Tuesday, July 16, 2024
Self-DrivingPony.ai Launches Robotaix Service in Shanghai

Pony.ai Launches Robotaix Service in Shanghai

Pony.ai demonstrated its latest self-developed autonomous driving technology at the World Artificial Intelligence Conference (WAIC) in Shanghai on Wednesday, and officially announced it’s Robotaxi service in Shanghai, operating along the main roads of Jiading District.

At the meeting, Zhang Ning, Vice President of Pony.ai, gave a speech on autonomous driving and finally revealed the details of its commercial operation plans for the PonyTron service. He said that users could now take autonomous vehicles through the PonyPilot + App. According to iFeng News, the vehicles put into service include theLexus RX models, which are equipped with the latest automatic driving systems.

As of February 2021, Pony.ai has raised a total of over USD $1.1 billion and its valuation exceeds USD $5.3 billion. Its main investors include Toyota Motor Corporation, Ontario Teacher’s Pension Plan (OTPP), Sequoia Capital and IDG Capital. At present, Pony.ai has reached agreements with several car manufacturers, such as Toyota, Hyundai, FAW, and Guangzhou Automobile. Its cumulative mileage of automatic driving test currently exceeds 6 million kilometers.
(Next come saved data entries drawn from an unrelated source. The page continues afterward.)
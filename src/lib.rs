//! # jsgroup
//!
//! A directive-aware JavaScript bundler. A group of source files is rooted
//! at one start file; preprocessor-style comment directives (`//#include`,
//! `//#if MODE`, `//#version`) stitch the files into one artifact per
//! generation mode, with per-mode compression, a prepended runtime engine,
//! and appended external libraries.
//!
//! # Architecture: Parse, Render, Generate
//!
//! A build moves through three phases over one [`group::JsGroup`]:
//!
//! ```text
//! 1. Parse     sources  →  directive tree + content hash
//! 2. Render    tree × mode  →  combined source text   (pure)
//! 3. Generate  rendered texts  →  dist/{group}_{mode}.js   (concurrent)
//! ```
//!
//! This separation exists for three reasons:
//!
//! - **Parse once, render many**: the directive tree is mode-independent,
//!   so N modes cost one parse and N cheap renders.
//! - **Testability**: rendering is a pure function from tree and mode to
//!   text, so bundling logic is tested without touching the filesystem.
//! - **Incremental builds**: the parse-time content hash decides whether to
//!   regenerate at all; per-target modification times decide which files to
//!   skip when we do.
//!
//! # Module Map
//!
//! | Module | Role |
//! |--------|------|
//! | [`directive`] | Directive vocabulary and the parsed tree representation |
//! | [`parse`] | Recursive-descent directive parser; include resolution, cycle detection |
//! | [`render`] | Pure tree × mode → combined source text |
//! | [`modes`] | The generation mode set: suffixes, compressor selection |
//! | [`compress`] | Per-mode compression: passthrough or comment/blank stripping |
//! | [`resource`] | Cached external resource fetching (libraries, engine) |
//! | [`generate`] | Concurrent per-mode artifact writing with fan-in completion |
//! | [`group`] | The group lifecycle state machine and staleness checks |
//! | [`hash`] | Order-sensitive SHA-256 content hashing over the file set |
//! | [`state`] | Persisted hash manifest for cross-run staleness checks |
//! | [`config`] | `jsgroup.toml` loading and validation |
//! | [`output`] | CLI output formatting |
//!
//! # Design Decisions
//!
//! ## One Worker Thread Per Mode
//!
//! Generation spawns one named thread per mode still needing work and
//! collects completion signals over a channel — one signal per scheduled
//! target, success or failure. Mode count is small and bounded (six), each
//! job is chunky (compress once, write twice), and a named thread per mode
//! makes failure reports directly attributable. A failing mode never
//! interrupts its siblings; all recorded failures surface together in one
//! [`generate::CompositeError`].
//!
//! ## Graceful Resource Degradation
//!
//! External libraries and the runtime engine are fetched through a cache
//! with an origin fallback, and anything unavailable is simply omitted from
//! the artifact rather than failing the build. Engine text is additionally
//! wrapped in `try { … } catch (e) {}` so a broken engine cannot take the
//! artifact down at load time.
//!
//! ## Read-Only as Commit Marker
//!
//! A finished artifact is marked read-only. A writable file at a target
//! path is an in-progress or interrupted build, never a valid artifact;
//! regeneration clears the bit before deleting.
//!
//! ## Hash and Mtime Are Independent Layers
//!
//! Content hashing answers "did the sources change since the last build"
//! across process restarts (persisted in [`state`]). The modification-time
//! check inside generation answers "is this particular target file already
//! current". Neither substitutes for the other: a hash match skips the
//! whole build, an mtime match skips one file write.

pub mod compress;
pub mod config;
pub mod directive;
pub mod generate;
pub mod group;
pub mod hash;
pub mod modes;
pub mod output;
pub mod parse;
pub mod render;
pub mod resource;
pub mod state;

#[cfg(test)]
pub(crate) mod test_helpers;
Pony.ai has now provided Robotaxi services in Guangzhou, Shanghai, Beijing, Irvine and Fremont, California, USA, and owns about 200 self-driving cars.

In addition to its passenger cars, Pony.ai has also obtained a road transport business license in early May and is starting commercial operations. Its self-driving trucks have moved about 13,650 tons of freight, with a commercial operation mileage of 37,466 kilometers.

At the Shanghai World Artificial Intelligence Conference, Pony.ai also exhibited Iris, a high-performance long-range lidar produced by Luminar, its partner in lidar enterprises. It is estimated that by 2023, Iris Lidar will be equipped with the automatic driving system of Pony.ai’s large-scale mass production vehicles.

In June this year, Pony.ai said that it was considering going public in the U.S., so as to raise money for the commercialization of its self-driving network car services.

Autopilot startups such as Alphabet’s Waymo and General Motors’s Cruise have been racing to raise funds as the entire industry prepares to expand its operations.

For these self-driving technology companies, in addition to solving technical challenges and the huge cost of producing self-driving cars, the industry also needs to convince global regulators and the public of the safety of fully self-driving cars.